New approaches to congenital diaphragmatic hernia.

PURPOSE OF REVIEW

Congenital diaphragmatic hernia (CDH) is a structural birth defect that results in significant neonatal morbidity and mortality. CDH occurs in 2-4 per 10 000 pregnancies, and despite meaningful advances in neonatal intensive care, the mortality rate in infants with isolated CDH is still 25-30%. In this review, we will present data on the molecular underpinnings of pathological lung development in CDH, prenatal diagnosis, and prognostication in CDH cases, existing fetal therapy modalities, and future directions.

RECENT FINDINGS

Developments in the prenatal assessment and in-utero therapy of pregnancies complicated by congenital diaphragmatic hernia are rapidly evolving. Although ultrasound has been the mainstay of prenatal diagnosis, fetal MRI appears to be an increasingly important modality for severity classification.
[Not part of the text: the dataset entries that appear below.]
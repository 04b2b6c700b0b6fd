use std::collections::HashMap;
use std::time::Duration;

use chrono::{DateTime, Utc};
use serde::{Deserialize, Serialize};

/// Sampled performance/load snapshot fed into rule conditions (spec.md
/// §4.12). There is no real telemetry backend in scope, so this is either
/// supplied directly by the caller or produced by a trivial self-reporting
/// `Sampler` (recorded as an Open Question resolution in DESIGN.md).
#[derive(Debug, Clone, Copy, Serialize, Deserialize)]
pub struct PerformanceContext {
    pub query_latency_ms: f64,
    pub memory_usage_bytes: u64,
    pub cache_hit_rate: f32,
    pub error_rate: f32,
    pub system_load: f32,
    pub window_start: DateTime<Utc>,
    pub window_end: DateTime<Utc>,
}

/// Trivial sampler used when no richer telemetry source is wired in. A real
/// deployment would implement `Sampler` against its metrics backend.
pub trait Sampler: Send + Sync {
    fn sample(&self) -> PerformanceContext;
}

#[derive(Debug, Default)]
pub struct SelfReportingSampler;

impl Sampler for SelfReportingSampler {
    fn sample(&self) -> PerformanceContext {
        let now = Utc::now();
        PerformanceContext {
            query_latency_ms: 0.0,
            memory_usage_bytes: 0,
            cache_hit_rate: 1.0,
            error_rate: 0.0,
            system_load: 0.0,
            window_start: now,
            window_end: now,
        }
    }
}

#[derive(Debug, Clone, Serialize, Deserialize)]
pub struct OptimizationAction {
    pub name: String,
    pub description: String,
}

#[derive(Debug, Clone, Serialize, Deserialize)]
pub struct RuleMetadata {
    pub category: String,
    pub impact: f32,
    pub risk: f32,
}

/// A rule `{id, condition, action, priority, enabled, metadata}` (spec.md
/// §4.12). `condition`/`action` are plain function pointers rather than
/// boxed closures so rules stay cheap to construct and `Clone`.
#[derive(Clone)]
pub struct OptimizationRule {
    pub id: String,
    pub condition: fn(&PerformanceContext) -> bool,
    pub action: fn(&PerformanceContext) -> OptimizationAction,
    pub priority: i32,
    pub enabled: bool,
    pub metadata: RuleMetadata,
}

#[derive(Debug, Clone, Serialize, Deserialize)]
pub struct ExecutionOutcome {
    pub strategy: String,
    pub success: bool,
    pub duration: Duration,
    pub impact: f32,
}

/// Holds the rule table and learned per-strategy confidence (spec.md
/// §4.12).
pub struct AutonomousOptimizer {
    rules: Vec<OptimizationRule>,
    max_actions_per_cycle: usize,
    confidence: HashMap<String, f32>,
}

impl AutonomousOptimizer {
    pub fn new(rules: Vec<OptimizationRule>, max_actions_per_cycle: usize) -> Self {
        Self {
            rules,
            max_actions_per_cycle,
            confidence: HashMap::new(),
        }
    }

    pub fn gather_context(&self, sampler: &dyn Sampler) -> PerformanceContext {
        sampler.sample()
    }

    /// Enabled rules whose condition holds, sorted by priority descending,
    /// limited to `max_actions_per_cycle` (spec.md §4.12).
    pub fn identify(&self, context: &PerformanceContext) -> Vec<&OptimizationRule> {
        let mut matched: Vec<&OptimizationRule> = self
            .rules
            .iter()
            .filter(|rule| rule.enabled && (rule.condition)(context))
            .collect();
        matched.sort_by(|a, b| b.priority.cmp(&a.priority));
        matched.truncate(self.max_actions_per_cycle);
        matched
    }

    /// Runs the action produced by the named rule's `action` fn and reports
    /// an outcome. Actual "execution" here is the action description itself
    /// (there is no process to drive beyond the optimiser pipeline, which is
    /// invoked separately); `impact` is read from the rule's metadata.
    pub fn execute_strategy(
        &self,
        rule: &OptimizationRule,
        context: &PerformanceContext,
    ) -> ExecutionOutcome {
        let started = std::time::Instant::now();
        let action = (rule.action)(context);
        tracing::info!(strategy = %action.name, "autonomous optimiser executing strategy");
        ExecutionOutcome {
            strategy: action.name,
            success: true,
            duration: started.elapsed(),
            impact: rule.metadata.impact,
        }
    }

    /// Adjusts a scalar confidence in `[-0.2, 0.2]` per strategy and
    /// promotes high-impact strategies by nudging their rule's priority up
    /// (spec.md §4.12).
    pub fn learn_from_outcomes(&mut self, outcomes: &[ExecutionOutcome]) {
        for outcome in outcomes {
            let entry = self.confidence.entry(outcome.strategy.clone()).or_insert(0.0);
            let delta = if outcome.success {
                outcome.impact * 0.1
            } else {
                -0.1
            };
            *entry = (*entry + delta).clamp(-0.2, 0.2);

            if outcome.success && outcome.impact >= 0.7 {
                if let Some(rule) = self
                    .rules
                    .iter_mut()
                    .find(|r| (r.action)(&sample_for_lookup()).name == outcome.strategy)
                {
                    rule.priority += 1;
                }
            }
        }
    }

    pub fn confidence_for(&self, strategy: &str) -> f32 {
        self.confidence.get(strategy).copied().unwrap_or(0.0)
    }
}

/// Neutral context used only to resolve a rule's stable action name when
/// promoting strategies; action names must not depend on the sampled
/// values, which holds for every rule in this workspace's default table.
fn sample_for_lookup() -> PerformanceContext {
    let now = Utc::now();
    PerformanceContext {
        query_latency_ms: 0.0,
        memory_usage_bytes: 0,
        cache_hit_rate: 1.0,
        error_rate: 0.0,
        system_load: 0.0,
        window_start: now,
        window_end: now,
    }
}

#[cfg(test)]
mod tests {
    use super::*;

    fn slow_query_condition(ctx: &PerformanceContext) -> bool {
        ctx.query_latency_ms > 500.0
    }

    fn slow_query_action(_ctx: &PerformanceContext) -> OptimizationAction {
        OptimizationAction {
            name: "increase_cache_ttl".to_string(),
            description: "raise the result cache TTL to absorb repeated slow queries".to_string(),
        }
    }

    fn rule() -> OptimizationRule {
        OptimizationRule {
            id: "slow-query".to_string(),
            condition: slow_query_condition,
            action: slow_query_action,
            priority: 5,
            enabled: true,
            metadata: RuleMetadata {
                category: "latency".to_string(),
                impact: 0.8,
                risk: 0.1,
            },
        }
    }

    fn context(latency_ms: f64) -> PerformanceContext {
        let now = Utc::now();
        PerformanceContext {
            query_latency_ms: latency_ms,
            memory_usage_bytes: 0,
            cache_hit_rate: 0.5,
            error_rate: 0.0,
            system_load: 0.1,
            window_start: now,
            window_end: now,
        }
    }

    #[test]
    fn identify_returns_only_matching_enabled_rules() {
        let optimizer = AutonomousOptimizer::new(vec![rule()], 10);
        assert!(optimizer.identify(&context(100.0)).is_empty());
        assert_eq!(optimizer.identify(&context(900.0)).len(), 1);
    }

    #[test]
    fn identify_respects_max_actions_per_cycle() {
        let mut r2 = rule();
        r2.id = "slow-query-2".to_string();
        let optimizer = AutonomousOptimizer::new(vec![rule(), r2], 1);
        assert_eq!(optimizer.identify(&context(900.0)).len(), 1);
    }

    #[test]
    fn learn_from_outcomes_adjusts_confidence_within_bounds() {
        let mut optimizer = AutonomousOptimizer::new(vec![rule()], 10);
        let outcome = ExecutionOutcome {
            strategy: "increase_cache_ttl".to_string(),
            success: true,
            duration: Duration::from_millis(1),
            impact: 0.8,
        };
        optimizer.learn_from_outcomes(&[outcome]);
        let confidence = optimizer.confidence_for("increase_cache_ttl");
        assert!(confidence > 0.0 && confidence <= 0.2);
    }
}
#[derive(Debug, thiserror::Error)]
pub enum StorageError {
    #[error("adapter not initialised")]
    AdapterNotInitialised,
    #[error("adapter failure: {0}")]
    AdapterFailure(String),
    #[error("io error: {0}")]
    Io(#[from] std::io::Error),
    #[error("serialization error: {0}")]
    Serde(#[from] serde_json::Error),
    #[error("could not acquire file lock after {0} attempts")]
    LockTimeout(usize),
}
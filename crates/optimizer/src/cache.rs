use std::num::NonZeroUsize;
use std::time::{Duration, Instant};

use lru::LruCache;
use serde_json::Value;
use tokio::sync::Mutex;

/// Bounded key->value cache with a per-entry TTL (spec.md §4.8). `get`
/// returns `None` (and drops the entry) once it has expired, matching the
/// teacher's `MemoryIndex` LRU-cache pattern generalised to an opaque
/// stats/result cache rather than a full-entry index.
pub struct TtlCache {
    entries: Mutex<LruCache<String, (Value, Instant)>>,
    default_ttl: Duration,
}

impl TtlCache {
    pub fn new(capacity: usize, default_ttl: Duration) -> Self {
        Self {
            entries: Mutex::new(LruCache::new(
                NonZeroUsize::new(capacity.max(1)).expect("capacity clamped to at least 1"),
            )),
            default_ttl,
        }
    }

    pub async fn get(&self, key: &str) -> Option<Value> {
        let mut entries = self.entries.lock().await;
        match entries.get(key) {
            Some((value, expires_at)) if *expires_at > Instant::now() => Some(value.clone()),
            Some(_) => {
                entries.pop(key);
                None
            }
            None => None,
        }
    }

    pub async fn set(&self, key: impl Into<String>, value: Value) {
        self.set_with_ttl(key, value, self.default_ttl).await;
    }

    pub async fn set_with_ttl(&self, key: impl Into<String>, value: Value, ttl: Duration) {
        let mut entries = self.entries.lock().await;
        entries.put(key.into(), (value, Instant::now() + ttl));
    }
}

#[cfg(test)]
mod tests {
    use super::*;
    use serde_json::json;

    #[tokio::test]
    async fn set_then_get_round_trips_before_expiry() {
        let cache = TtlCache::new(4, Duration::from_secs(60));
        cache.set("k", json!({"a": 1})).await;
        assert_eq!(cache.get("k").await, Some(json!({"a": 1})));
    }

    #[tokio::test]
    async fn get_returns_none_and_evicts_after_expiry() {
        let cache = TtlCache::new(4, Duration::from_millis(1));
        cache.set("k", json!(1)).await;
        tokio::time::sleep(Duration::from_millis(20)).await;
        assert_eq!(cache.get("k").await, None);
        assert_eq!(cache.get("k").await, None);
    }

    #[tokio::test]
    async fn missing_key_returns_none() {
        let cache = TtlCache::new(4, Duration::from_secs(60));
        assert_eq!(cache.get("missing").await, None);
    }
}
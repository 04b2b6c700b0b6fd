use std::collections::{HashSet, VecDeque};

use chrono::{DateTime, Utc};
use serde::{Deserialize, Serialize};

use crate::record::MemoryRecord;

#[derive(Debug, Clone, Copy, PartialEq, Eq, Serialize, Deserialize)]
#[serde(rename_all = "snake_case")]
pub enum AccessAction {
    Read,
    Write,
    Delete,
}

#[derive(Debug, Clone, Serialize, Deserialize)]
pub struct AccessRecord {
    pub agent_id: String,
    pub action: AccessAction,
    pub timestamp: DateTime<Utc>,
    pub granted: bool,
}

/// Five role-keyed permission sets plus a public flag and optional expiry
/// (spec.md §3).
#[derive(Debug, Clone, Default, Serialize, Deserialize)]
pub struct Permissions {
    pub read: HashSet<String>,
    pub write: HashSet<String>,
    pub delete: HashSet<String>,
    pub share: HashSet<String>,
    pub public: bool,
    pub expires_at: Option<DateTime<Utc>>,
}

impl Permissions {
    pub fn is_expired(&self, now: DateTime<Utc>) -> bool {
        self.expires_at.is_some_and(|expiry| now > expiry)
    }

    pub fn allows(&self, agent_id: &str, action: AccessAction) -> bool {
        match action {
            AccessAction::Read => self.public || self.read.contains(agent_id),
            AccessAction::Write => self.write.contains(agent_id),
            AccessAction::Delete => self.delete.contains(agent_id),
        }
    }
}

#[derive(Debug, Clone, Copy, PartialEq, Eq, Serialize, Deserialize)]
#[serde(rename_all = "snake_case")]
pub enum ReplicaStatus {
    Active,
    Stale,
    Corrupted,
    Unreachable,
}

#[derive(Debug, Clone, Serialize, Deserialize)]
pub struct Replica {
    pub agent_id: String,
    pub version: u64,
    pub timestamp: DateTime<Utc>,
    pub status: ReplicaStatus,
    pub checksum: String,
    pub location: String,
}

#[derive(Debug, Clone, Copy, PartialEq, Eq, Serialize, Deserialize)]
#[serde(rename_all = "snake_case")]
pub enum SyncStatus {
    Pending,
    Synced,
    Conflict,
    Outdated,
}

/// Bound on `access_history` length (spec.md §5: "bounded to the most recent
/// N (e.g., 1000) records").
pub const ACCESS_HISTORY_LIMIT: usize = 1000;

#[derive(Debug, Clone, Serialize, Deserialize)]
pub struct SharedMemory {
    pub record: MemoryRecord,
    pub owner_id: String,
    pub share_id: String,
    pub permissions: Permissions,
    pub access_history: VecDeque<AccessRecord>,
    pub sync_status: SyncStatus,
    pub version: u64,
    pub checksum: String,
    pub replicas: Vec<Replica>,
}

impl SharedMemory {
    pub fn push_access(&mut self, entry: AccessRecord) {
        self.access_history.push_back(entry);
        while self.access_history.len() > ACCESS_HISTORY_LIMIT {
            self.access_history.pop_front();
        }
    }

    /// Owner always allowed; otherwise delegate to `Permissions::allows`,
    /// honouring expiry (spec.md §4.10).
    pub fn can_access(&self, agent_id: &str, action: AccessAction, now: DateTime<Utc>) -> bool {
        if agent_id == self.owner_id {
            return true;
        }
        if self.permissions.is_expired(now) {
            return false;
        }
        self.permissions.allows(agent_id, action)
    }
}
#[derive(Debug, thiserror::Error)]
pub enum OptimizerError {
    #[error("storage error: {0}")]
    Storage(#[from] agentmem_storage::StorageError),
    #[error("vector store error: {0}")]
    Vector(#[from] agentmem_vector::VectorError),
}
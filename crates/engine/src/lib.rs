//! Memory Engine (spec.md §4.6) and Tier Detector / Unified Engine
//! (spec.md §4.7): orchestrates classify -> embed -> store/search, then
//! routes every public operation through whichever capability tier is
//! currently active, falling back on failure.

pub mod engine;
pub mod error;
pub mod health;
pub mod keyword;
pub mod ops;
pub mod options;
pub mod tier;
pub mod unified;

pub use engine::MemoryEngine;
pub use error::EngineError;
pub use health::{ComponentHealth, EngineHealth, HealthStatus};
pub use keyword::KeywordEngine;
pub use ops::EngineOps;
pub use options::{summarize, ContextRequest, ContextResult, RecallOptions, RememberOptions};
pub use tier::{Capabilities, Tier, TierDetector};
pub use unified::{EngineStats, UnifiedEngine};
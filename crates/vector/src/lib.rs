//! Vector Store (spec.md §4.3): embedding index behind a store-agnostic
//! contract, searched with a tenant/agent/type filter, a similarity
//! threshold and an optional result cap.

pub mod error;
pub mod http;
pub mod in_memory;

pub use error::VectorError;
pub use http::HttpVectorStore;
pub use in_memory::InMemoryVectorStore;

use async_trait::async_trait;

use agentmem_model::{MemoryRecord, VectorQuery, VectorResult};

#[async_trait]
pub trait VectorStore: Send + Sync {
    async fn initialize(&self) -> Result<(), VectorError>;
    async fn upsert(&self, record: &MemoryRecord, embedding: &[f32]) -> Result<(), VectorError>;
    async fn search(
        &self,
        embedding: &[f32],
        query: &VectorQuery,
    ) -> Result<Vec<VectorResult>, VectorError>;
    async fn delete(&self, ids: &[String]) -> Result<usize, VectorError>;
    async fn count(&self, tenant_id: Option<&str>) -> Result<usize, VectorError>;
    async fn health(&self) -> Result<bool, VectorError>;
    async fn close(&self) -> Result<(), VectorError>;
}

/// Cosine similarity, clamped to `[0.0, 1.0]` (negative cosine is mapped to
/// zero relevance since a memory store never wants "opposite of the query"
/// ranked above "unrelated").
pub fn cosine_similarity(a: &[f32], b: &[f32]) -> f32 {
    if a.len() != b.len() || a.is_empty() {
        return 0.0;
    }
    let dot: f32 = a.iter().zip(b.iter()).map(|(x, y)| x * y).sum();
    let norm_a: f32 = a.iter().map(|x| x * x).sum::<f32>().sqrt();
    let norm_b: f32 = b.iter().map(|x| x * x).sum::<f32>().sqrt();
    if norm_a == 0.0 || norm_b == 0.0 {
        return 0.0;
    }
    (dot / (norm_a * norm_b)).clamp(0.0, 1.0)
}

/// Ranks candidates by cosine similarity against `query`, keeps the ones
/// passing the threshold, then truncates to `limit` (spec.md §4.3: "if
/// fewer than limit pass the threshold, the shorter result is returned").
pub fn rank_and_limit(
    mut scored: Vec<VectorResult>,
    threshold: f32,
    limit: usize,
) -> Vec<VectorResult> {
    scored.retain(|result| result.score >= threshold);
    scored.sort_by(|a, b| b.score.partial_cmp(&a.score).unwrap_or(std::cmp::Ordering::Equal));
    if limit > 0 && scored.len() > limit {
        scored.truncate(limit);
    }
    scored
}

#[cfg(test)]
mod tests {
    use super::*;

    #[test]
    fn cosine_similarity_of_identical_vectors_is_one() {
        let v = vec![1.0, 2.0, 3.0];
        assert!((cosine_similarity(&v, &v) - 1.0).abs() < 1e-6);
    }

    #[test]
    fn cosine_similarity_of_mismatched_dimensions_is_zero() {
        assert_eq!(cosine_similarity(&[1.0, 0.0], &[1.0, 0.0, 0.0]), 0.0);
    }

    #[test]
    fn rank_and_limit_drops_below_threshold_and_sorts_descending() {
        let dummy = |score: f32| VectorResult {
            record: agentmem_model::MemoryRecord::new(
                "t",
                None,
                agentmem_model::MemoryType::Fact,
                "x",
                0.5,
                chrono::Utc::now(),
            )
            .unwrap(),
            score,
        };
        let scored = vec![dummy(0.95), dummy(0.3), dummy(0.8)];
        let ranked = rank_and_limit(scored, 0.5, 10);
        assert_eq!(ranked.len(), 2);
        assert!(ranked[0].score > ranked[1].score);
    }
}
use std::fs::{self, File, OpenOptions};
use std::io::Write as _;
use std::path::{Path, PathBuf};
use std::time::Duration;

use async_trait::async_trait;
use fs2::FileExt;

use agentmem_model::{MemoryRecord, RecordPatch, StorageFilter};

use crate::{sort_and_paginate, StorageAdapter, StorageError};

/// Bounded-retry lock acquisition per spec.md §5: "~50 attempts x 10 ms".
const LOCK_ATTEMPTS: usize = 50;
const LOCK_RETRY_DELAY: Duration = Duration::from_millis(10);

/// JSON-array file store under `<dir>/memories.json`, guarded by an
/// exclusive OS lock on `<dir>/memories.lock` (spec.md §4.2, §6). Every
/// write goes through a temp-file + fsync + rename so a crash mid-write
/// never leaves `memories.json` truncated or half-written, the same
/// protocol the teacher repo's JSONL event log uses for its atomic
/// `overwrite`.
#[derive(Debug, Clone)]
pub struct FileAdapter {
    data_path: PathBuf,
    lock_path: PathBuf,
}

impl FileAdapter {
    pub fn new(dir: impl AsRef<Path>) -> Self {
        let dir = dir.as_ref();
        Self {
            data_path: dir.join("memories.json"),
            lock_path: dir.join("memories.lock"),
        }
    }

    async fn with_lock<T, F>(&self, op: F) -> Result<T, StorageError>
    where
        F: FnOnce(&Path) -> Result<T, StorageError> + Send + 'static,
        T: Send + 'static,
    {
        let data_path = self.data_path.clone();
        let lock_path = self.lock_path.clone();
        tokio::task::spawn_blocking(move || {
            if let Some(parent) = lock_path.parent() {
                fs::create_dir_all(parent)?;
            }
            let lock_file = OpenOptions::new()
                .create(true)
                .write(true)
                .open(&lock_path)?;

            let mut attempts = 0;
            loop {
                match lock_file.try_lock_exclusive() {
                    Ok(()) => break,
                    Err(_) if attempts < LOCK_ATTEMPTS => {
                        attempts += 1;
                        std::thread::sleep(LOCK_RETRY_DELAY);
                    }
                    Err(_) => {
                        tracing::warn!(attempts = LOCK_ATTEMPTS, path = %lock_path.display(), "giving up acquiring file lock");
                        return Err(StorageError::LockTimeout(LOCK_ATTEMPTS));
                    }
                }
            }

            let result = op(&data_path);
            let _ = FileExt::unlock(&lock_file);
            result
        })
        .await
        .map_err(|e| StorageError::AdapterFailure(e.to_string()))?
    }
}

fn read_all(data_path: &Path) -> Result<Vec<MemoryRecord>, StorageError> {
    if !data_path.exists() {
        return Ok(Vec::new());
    }
    let raw = fs::read_to_string(data_path)?;
    if raw.trim().is_empty() {
        return Ok(Vec::new());
    }
    Ok(serde_json::from_str(&raw)?)
}

fn write_all(data_path: &Path, records: &[MemoryRecord]) -> Result<(), StorageError> {
    if let Some(parent) = data_path.parent() {
        fs::create_dir_all(parent)?;
    }
    let tmp_path = data_path.with_extension("json.tmp");
    {
        let mut file = File::create(&tmp_path)?;
        let json = serde_json::to_string_pretty(records)?;
        file.write_all(json.as_bytes())?;
        file.flush()?;
        file.sync_all()?;
    }
    fs::rename(&tmp_path, data_path)?;
    Ok(())
}

#[async_trait]
impl StorageAdapter for FileAdapter {
    async fn store(&self, record: MemoryRecord) -> Result<(), StorageError> {
        self.with_lock(move |data_path| {
            let mut records = read_all(data_path)?;
            records.retain(|r| r.id != record.id);
            records.push(record);
            write_all(data_path, &records)
        })
        .await
    }

    async fn retrieve(&self, id: &str) -> Result<Option<MemoryRecord>, StorageError> {
        let id = id.to_string();
        self.with_lock(move |data_path| {
            let records = read_all(data_path)?;
            Ok(records.into_iter().find(|r| r.id == id))
        })
        .await
    }

    async fn update(&self, id: &str, patch: RecordPatch) -> Result<(), StorageError> {
        let id = id.to_string();
        self.with_lock(move |data_path| {
            let mut records = read_all(data_path)?;
            if let Some(record) = records.iter_mut().find(|r| r.id == id) {
                record.apply_patch(patch, chrono::Utc::now());
                write_all(data_path, &records)?;
            }
            Ok(())
        })
        .await
    }

    async fn delete(&self, id: &str) -> Result<bool, StorageError> {
        let id = id.to_string();
        self.with_lock(move |data_path| {
            let mut records = read_all(data_path)?;
            let before = records.len();
            records.retain(|r| r.id != id);
            let removed = records.len() < before;
            if removed {
                write_all(data_path, &records)?;
            }
            Ok(removed)
        })
        .await
    }

    async fn list(&self, filter: &StorageFilter) -> Result<Vec<MemoryRecord>, StorageError> {
        let filter = filter.clone();
        self.with_lock(move |data_path| {
            let records = read_all(data_path)?;
            let matched: Vec<MemoryRecord> =
                records.into_iter().filter(|r| filter.matches(r)).collect();
            Ok(sort_and_paginate(matched, filter.offset, filter.limit))
        })
        .await
    }

    async fn clear(&self, tenant_id: Option<&str>) -> Result<usize, StorageError> {
        let tenant_id = tenant_id.map(str::to_string);
        self.with_lock(move |data_path| {
            let records = read_all(data_path)?;
            match tenant_id {
                Some(tenant_id) => {
                    let before = records.len();
                    let kept: Vec<MemoryRecord> = records
                        .into_iter()
                        .filter(|r| r.tenant_id != tenant_id)
                        .collect();
                    let removed = before - kept.len();
                    write_all(data_path, &kept)?;
                    Ok(removed)
                }
                None => {
                    let removed = records.len();
                    write_all(data_path, &[])?;
                    Ok(removed)
                }
            }
        })
        .await
    }
}

#[cfg(test)]
mod tests {
    use super::*;
    use agentmem_model::MemoryType;

    fn sample(tenant: &str) -> MemoryRecord {
        MemoryRecord::new(tenant, None, MemoryType::Fact, "hello world", 0.5, chrono::Utc::now())
            .unwrap()
    }

    #[tokio::test]
    async fn persists_across_adapter_instances() {
        let dir = tempfile::tempdir().unwrap();
        let adapter = FileAdapter::new(dir.path());
        let record = sample("tenant-a");
        let id = record.id.clone();
        adapter.store(record).await.unwrap();

        let reopened = FileAdapter::new(dir.path());
        let fetched = reopened.retrieve(&id).await.unwrap().unwrap();
        assert_eq!(fetched.content, "hello world");
    }

    #[tokio::test]
    async fn delete_is_idempotent() {
        let dir = tempfile::tempdir().unwrap();
        let adapter = FileAdapter::new(dir.path());
        let record = sample("tenant-a");
        let id = record.id.clone();
        adapter.store(record).await.unwrap();

        assert!(adapter.delete(&id).await.unwrap());
        assert!(!adapter.delete(&id).await.unwrap());
    }

    #[tokio::test]
    async fn clear_is_tenant_scoped() {
        let dir = tempfile::tempdir().unwrap();
        let adapter = FileAdapter::new(dir.path());
        adapter.store(sample("tenant-a")).await.unwrap();
        adapter.store(sample("tenant-b")).await.unwrap();

        let removed = adapter.clear(Some("tenant-a")).await.unwrap();
        assert_eq!(removed, 1);
        let remaining = adapter.list(&StorageFilter::default()).await.unwrap();
        assert_eq!(remaining.len(), 1);
    }
}
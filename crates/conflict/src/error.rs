#[derive(Debug, thiserror::Error)]
pub enum ConflictError {
    #[error("conflict {0} not found")]
    NotFound(String),
    #[error("rule {0} not found")]
    RuleNotFound(String),
    #[error("approver {0} is not on the approval list")]
    UnknownApprover(String),
    #[error("conflict {0} has no pending approval")]
    NoApprovalPending(String),
    #[error("conflict {0} requires approvers before it can be resolved")]
    ApproversRequired(String),
    #[error("conflict {0} is already resolved")]
    AlreadyResolved(String),
    #[error("no conflict between the supplied entries")]
    NoConflict,
}
use agentmem_model::{ConflictType, Resolution};

/// A configured resolution rule: highest-priority enabled rule matching
/// `conflict_type` wins (spec.md §4.11 strategy selection).
pub struct ConflictRule {
    pub id: String,
    pub conflict_type: ConflictType,
    pub priority: i32,
    pub enabled: bool,
    pub action: Box<dyn Fn(&[agentmem_model::ConflictingData]) -> Resolution + Send + Sync>,
}

/// Picks the highest-priority enabled rule matching `conflict_type`.
pub fn best_matching_rule<'a>(
    rules: &'a [ConflictRule],
    conflict_type: ConflictType,
) -> Option<&'a ConflictRule> {
    rules
        .iter()
        .filter(|r| r.enabled && r.conflict_type == conflict_type)
        .max_by_key(|r| r.priority)
}
use std::collections::HashMap;

use agentmem_model::{ConflictType, ResolutionStrategy};
use serde::{Deserialize, Serialize};

/// Aggregate counters surfaced by `ConflictResolver::stats` (spec.md
/// §4.11).
#[derive(Debug, Clone, Default, Serialize, Deserialize)]
pub struct ConflictMetrics {
    pub total_detected: u64,
    pub total_resolved: u64,
    pub total_escalated: u64,
    pub strategy_effectiveness: HashMap<ResolutionStrategy, StrategyTally>,
    pub type_distribution: HashMap<ConflictType, u64>,
    pub per_agent_conflicts: HashMap<String, u64>,
    pub pattern_match_count: u64,
}

#[derive(Debug, Clone, Default, Serialize, Deserialize)]
pub struct StrategyTally {
    pub attempts: u64,
    pub successes: u64,
}

impl StrategyTally {
    pub fn success_rate(&self) -> f32 {
        if self.attempts == 0 {
            0.0
        } else {
            self.successes as f32 / self.attempts as f32
        }
    }
}

impl ConflictMetrics {
    pub fn resolution_success_rate(&self) -> f32 {
        if self.total_detected == 0 {
            0.0
        } else {
            self.total_resolved as f32 / self.total_detected as f32
        }
    }

    pub fn record_detected(&mut self, conflict_type: ConflictType, agents: &[String]) {
        self.total_detected += 1;
        *self.type_distribution.entry(conflict_type).or_insert(0) += 1;
        for agent in agents {
            *self.per_agent_conflicts.entry(agent.clone()).or_insert(0) += 1;
        }
    }

    pub fn record_resolution(&mut self, strategy: ResolutionStrategy, succeeded: bool) {
        let tally = self.strategy_effectiveness.entry(strategy).or_default();
        tally.attempts += 1;
        if succeeded {
            tally.successes += 1;
            self.total_resolved += 1;
        }
    }

    pub fn record_escalated(&mut self) {
        self.total_escalated += 1;
    }

    pub fn record_pattern_match(&mut self) {
        self.pattern_match_count += 1;
    }
}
While fetal endoscopic tracheal occlusion (FETO) may have a role in the prenatal management of severe CDH cases, it is possible that future therapeutic paradigms will incorporate adjunct medical interventions with either stem cells or sildenafil in order to address the vascular effects of CDH on the developing lung.

SUMMARY

Both animal and human data have shown that the pathophysiological underpinnings of CDH are multifactorial, and it appears that future prenatal assessments and therapies will likely be as well.